The code I have developed is below:

Dim xRg As Range
Dim xCell As Range
Dim I As Long
Dim J As Long
Dim K As Long
I = Worksheets("Demand Log").UsedRange.Rows.Count
J = Worksheets("Change Log").UsedRange.Rows.Count
If J = 1 Then
   If Application.WorksheetFunction.CountA(Worksheets("Change Log").UsedRange) = 0 Then J = 0
End If
Set xRg = Worksheets("Demand Log").Range("O5:O" & I)
On Error Resume Next
Application.ScreenUpdating = False
For K = 1 To xRg.Count
    If CStr(xRg(K).Value) = "Change Team" Then
        xRg(K).EntireRow.Copy Destination:=Worksheets("Change Log").Range("A" & J + 0)
        xRg(K).EntireRow.Delete
    End If
Next
Application.ScreenUpdating = True

If anyone can help with the development of this macro it would be much appreciated.

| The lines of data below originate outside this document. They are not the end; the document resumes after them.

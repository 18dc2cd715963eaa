//! Error types for the spamsum fuzzy hashing crate.
//!
//! Construction-time problems (malformed signature text, unreadable input)
//! are errors. "Not similar" and "not comparable" are expected outcomes of
//! the algorithm and are reported as a score of 0, never as an error.

use thiserror::Error;

/// Main error type for spamsum operations.
#[derive(Debug, Error)]
pub enum SpamSumError {
    /// Signature text was empty.
    #[error("signature text is empty")]
    EmptySignature,

    /// Signature text is missing one of the two ':' separators.
    #[error("signature is missing a ':' separator")]
    MissingSeparator,

    /// The block size field did not parse as a base-10 integer.
    #[error("invalid block size field: {0:?}")]
    InvalidBlockSize(String),

    /// File or stream I/O errors.
    #[error("I/O error: {0}")]
    Io(#[from] std::io::Error),
}

/// Result type alias for spamsum operations.
pub type Result<T> = std::result::Result<T, SpamSumError>;

#[cfg(test)]
mod tests {
    use super::*;

    #[test]
    fn test_error_display() {
        assert_eq!(
            SpamSumError::EmptySignature.to_string(),
            "signature text is empty"
        );
        assert_eq!(
            SpamSumError::InvalidBlockSize("banana".to_string()).to_string(),
            "invalid block size field: \"banana\""
        );
    }

    #[test]
    fn test_io_error_conversion() {
        let io = std::io::Error::new(std::io::ErrorKind::NotFound, "gone");
        let err = SpamSumError::from(io);
        assert!(matches!(err, SpamSumError::Io(_)));
    }
}
//! Fuzzy hashing for near-duplicate detection and similarity triage.
//!
//! This crate implements spamsum/ssdeep-style context-triggered piecewise
//! hashing (CTPH): a compact signature of a byte stream that still matches
//! after small insertions, deletions, or edits, unlike a cryptographic digest
//! which changes completely on any single-bit difference. Signatures use the
//! classic ssdeep text form `"<blocksize>:<part1>:<part2>"` and are
//! bit-compatible with existing ssdeep signature databases.
//!
//! The pipeline:
//!
//! - [`rolling`] — the 7-byte-window rolling checksum that triggers chunk
//!   boundaries ("reset points").
//! - [`generate`] — the streaming signature generator and its block-size
//!   calibration loop ([`hash_bytes`], [`hash_stream`], [`hash_file`]).
//! - [`distance`] — the space-optimized edit distance used as the
//!   similarity metric.
//! - [`compare`] — signature normalization, the common-substring prefilter,
//!   and rescaling into a 0-100 score.
//!
//! # Example
//!
//! ```
//! use spamsum::{compare, hash_bytes, SpamSumSignature};
//!
//! let data: Vec<u8> = (0u32..4096).map(|i| (i * 31 % 251) as u8).collect();
//! let sig = hash_bytes(&data);
//! assert_eq!(compare(&sig, &sig), 100);
//!
//! // Signatures round-trip through the canonical text form.
//! let parsed: SpamSumSignature = sig.to_string().parse().unwrap();
//! assert_eq!(parsed, sig);
//! ```

pub mod compare;
pub mod distance;
pub mod error;
pub mod generate;
pub mod logging;
pub mod rolling;
pub mod signature;

pub use compare::compare;
pub use distance::edit_distance;
pub use error::{Result, SpamSumError};
pub use generate::{hash_bytes, hash_file, hash_stream};
pub use rolling::{RollingState, ROLLING_WINDOW};
pub use signature::SpamSumSignature;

It would also be great if the macro could copy and paste into the destination spreadsheet, but also copy the row to a third spreadsheet before deleting the row from the source sheet.

Many thanks

1
What would the following achieve J + 0? Nothing. It is J. And what happens when J =0? I am worried you will be attempting to work with a non existent row 0 .QHarr
I suspect On Error Resume Next this not being closed is hiding errors and i would be careful with using UsedRange to determine rows.QHarr
And you should delete rows backwards or you may end up deleting incorrectly.QHarr
"I do have formatting within my log but only in the sense of borders and a couple of data validation dropdown lists." - UsedRange reflects what range has been used in your worksheet, even if you have only used it to put some borders or data validation dropdown lists.YowE3K
Welcome! Everybody has to start somewhere! As suggested above, the first step is to remove or comment-out the error handling line On Error Resume Next since that prevents you from seeing errors. In the development stage you want to know when something's going wrong. I would also suggest adding a line at the top of each/any module: Option Explicit and then re-compile the VBA (Debug > Compile). This forces you to make sure that variables and properly declared and handled. Also, check out the tour as well as minimal reproducible example.ashleedawg

1 Answers

1
votes

Don't use UsedRange to find the last used row in a spreadsheet, especially if you have formatted cells that you don't want to consider as being "used".

A more reliable way would be something like:

J = Worksheets("Change Log").Cells(Worksheets("Change Log").Rows.Count, "A").End(xlUp).Row

(replacing "A" with whatever column you have that will always contain data in a "used" row)


Your code is also calculating J once, and then constantly pasting new information to that Jth row. You need to increment J each time you write a row to the destination.

Perhaps use:

J = J + 1

just before

xRg(K).EntireRow.Copy Destination:=Worksheets("Change Log").Range("A" & J)

(The problems that will occur with the row deletion, which aren't mentioned in your question, can be addressed in another question if you can't work that out. But there are already many questions/answers on Stack Overflow that will address that issue.)